#### Material for this task:
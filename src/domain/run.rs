//! Orchestration run model

use std::collections::BTreeMap;
use std::fmt;
use std::str::FromStr;

use chrono::{DateTime, Utc};
use serde::{Deserialize, Serialize};
use uuid::Uuid;

#[derive(Debug, Clone, Copy, PartialEq, Eq, Hash, Serialize, Deserialize)]
pub enum RunStatus {
    Queued,
    Running,
    Completed,
    Failed,
    Cancelled,
}

impl RunStatus {
    pub const fn as_str(self) -> &'static str {
        match self {
            Self::Queued => "Queued",
            Self::Running => "Running",
            Self::Completed => "Completed",
            Self::Failed => "Failed",
            Self::Cancelled => "Cancelled",
        }
    }

    pub const fn is_active(self) -> bool {
        matches!(self, Self::Queued | Self::Running)
    }
}

impl fmt::Display for RunStatus {
    fn fmt(&self, f: &mut fmt::Formatter<'_>) -> fmt::Result {
        f.write_str(self.as_str())
    }
}

impl FromStr for RunStatus {
    type Err = String;

    fn from_str(s: &str) -> Result<Self, Self::Err> {
        match s {
            "Queued" => Ok(Self::Queued),
            "Running" => Ok(Self::Running),
            "Completed" => Ok(Self::Completed),
            "Failed" => Ok(Self::Failed),
            "Cancelled" => Ok(Self::Cancelled),
            other => Err(format!("Invalid RunStatus: {other}")),
        }
    }
}

/// Pipeline phases, in execution order
#[derive(Debug, Clone, Copy, PartialEq, Eq, Hash, PartialOrd, Ord, Serialize, Deserialize)]
pub enum RunPhase {
    Sync,
    CreateJobs,
    VerifyCredentials,
    Scrape,
    CheckStatuses,
}

impl RunPhase {
    pub const ORDER: [Self; 5] = [
        Self::Sync,
        Self::CreateJobs,
        Self::VerifyCredentials,
        Self::Scrape,
        Self::CheckStatuses,
    ];

    pub const fn as_str(self) -> &'static str {
        match self {
            Self::Sync => "Sync",
            Self::CreateJobs => "CreateJobs",
            Self::VerifyCredentials => "VerifyCredentials",
            Self::Scrape => "Scrape",
            Self::CheckStatuses => "CheckStatuses",
        }
    }
}

impl fmt::Display for RunPhase {
    fn fmt(&self, f: &mut fmt::Formatter<'_>) -> fmt::Result {
        f.write_str(self.as_str())
    }
}

impl FromStr for RunPhase {
    type Err = String;

    fn from_str(s: &str) -> Result<Self, Self::Err> {
        Self::ORDER
            .into_iter()
            .find(|phase| phase.as_str() == s)
            .ok_or_else(|| format!("Invalid RunPhase: {s}"))
    }
}

/// Which phases a run executes
#[derive(Debug, Clone, Copy, PartialEq, Eq, Serialize, Deserialize)]
pub struct PhaseFlags {
    pub sync: bool,
    pub create_jobs: bool,
    pub verify_credentials: bool,
    pub scrape: bool,
    pub check_statuses: bool,
}

impl Default for PhaseFlags {
    fn default() -> Self {
        Self::all()
    }
}

impl PhaseFlags {
    pub const fn all() -> Self {
        Self {
            sync: true,
            create_jobs: true,
            verify_credentials: true,
            scrape: true,
            check_statuses: true,
        }
    }

    pub const fn status_only() -> Self {
        Self {
            sync: false,
            create_jobs: false,
            verify_credentials: false,
            scrape: false,
            check_statuses: true,
        }
    }

    pub const fn is_enabled(&self, phase: RunPhase) -> bool {
        match phase {
            RunPhase::Sync => self.sync,
            RunPhase::CreateJobs => self.create_jobs,
            RunPhase::VerifyCredentials => self.verify_credentials,
            RunPhase::Scrape => self.scrape,
            RunPhase::CheckStatuses => self.check_statuses,
        }
    }

    pub fn enabled_phases(&self) -> Vec<RunPhase> {
        RunPhase::ORDER
            .into_iter()
            .filter(|phase| self.is_enabled(*phase))
            .collect()
    }
}

/// Tallies for one executed phase
#[derive(Debug, Clone, PartialEq, Eq, Serialize, Deserialize)]
pub struct PhaseResult {
    pub phase: RunPhase,
    pub total_items: u64,
    pub succeeded: u64,
    pub failed: u64,
    pub skipped: u64,
    pub reused: u64,
    /// Phase-specific counters, e.g. `inserted`, `stale_cancelled`
    pub counters: BTreeMap<String, u64>,
    pub errors: Vec<String>,
    /// Errors beyond the capture cap, counted but not kept
    pub errors_dropped: u64,
}

impl PhaseResult {
    pub fn new(phase: RunPhase) -> Self {
        Self {
            phase,
            total_items: 0,
            succeeded: 0,
            failed: 0,
            skipped: 0,
            reused: 0,
            counters: BTreeMap::new(),
            errors: Vec::new(),
            errors_dropped: 0,
        }
    }

    pub fn bump(&mut self, counter: &str) {
        *self.counters.entry(counter.to_string()).or_default() += 1;
    }

    pub fn add(&mut self, counter: &str, amount: u64) {
        *self.counters.entry(counter.to_string()).or_default() += amount;
    }

    pub fn counter(&self, counter: &str) -> u64 {
        self.counters.get(counter).copied().unwrap_or(0)
    }

    /// Records a failure message, keeping at most `cap` of them.
    pub fn push_error(&mut self, message: String, cap: usize) {
        if self.errors.len() < cap {
            self.errors.push(message);
        } else {
            self.errors_dropped += 1;
        }
    }

    pub const fn has_failures(&self) -> bool {
        self.failed > 0 || self.errors_dropped > 0
    }
}

#[derive(Debug, Clone, PartialEq, Eq, Serialize, Deserialize)]
pub struct OrchestrationRun {
    pub id: Uuid,
    pub requested_by: String,
    pub phase_flags: PhaseFlags,
    pub status: RunStatus,
    pub queued_at: DateTime<Utc>,
    pub started_at: Option<DateTime<Utc>>,
    pub completed_at: Option<DateTime<Utc>>,
    pub current_phase: Option<RunPhase>,
    pub current_step: Option<String>,
    pub processed_items: u64,
    pub total_items: u64,
    pub phase_results: Vec<PhaseResult>,
    pub error_message: Option<String>,
    pub cancel_requested: bool,
    pub last_heartbeat_at: Option<DateTime<Utc>>,
}

impl OrchestrationRun {
    /// Last sign of life, used to spot abandoned runs.
    pub fn last_seen(&self) -> DateTime<Utc> {
        self.last_heartbeat_at
            .or(self.started_at)
            .unwrap_or(self.queued_at)
    }
}

/// Progress snapshot flushed to the run row
#[derive(Debug, Clone, PartialEq, Eq)]
pub struct RunProgress {
    pub current_phase: RunPhase,
    pub current_step: String,
    pub processed_items: u64,
    pub total_items: u64,
}

/// Per-phase line of a run summary
#[derive(Debug, Clone, PartialEq, Eq, Serialize, Deserialize)]
#[serde(rename_all = "camelCase")]
pub struct PhaseSummary {
    pub phase: RunPhase,
    pub total_items: u64,
    pub succeeded: u64,
    pub failed: u64,
    pub skipped: u64,
    pub reused: u64,
}

/// End-of-run message sent when something went wrong
#[derive(Debug, Clone, PartialEq, Eq, Serialize, Deserialize)]
#[serde(rename_all = "camelCase")]
pub struct RunSummaryNotification {
    pub run_id: Uuid,
    pub status: RunStatus,
    pub requested_by: String,
    pub started_at: Option<DateTime<Utc>>,
    pub completed_at: DateTime<Utc>,
    pub duration_secs: Option<i64>,
    pub phases: Vec<PhaseSummary>,
    pub errors: Vec<String>,
    pub fatal_error: Option<String>,
}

#### The problem:
Everything from the line with "pub fn counter(&self, counter: &str)" through the line with "pub const fn has_failures(&self)" should be written out exactly as it appears above, end lines included, and nothing outside that range.

#### The answer:
    pub fn counter(&self, counter: &str) -> u64 {
        self.counters.get(counter).copied().unwrap_or(0)
    }

    /// Records a failure message, keeping at most `cap` of them.
    pub fn push_error(&mut self, message: String, cap: usize) {
        if self.errors.len() < cap {
            self.errors.push(message);
        } else {
            self.errors_dropped += 1;
        }
    }

    pub const fn has_failures(&self) -> bool {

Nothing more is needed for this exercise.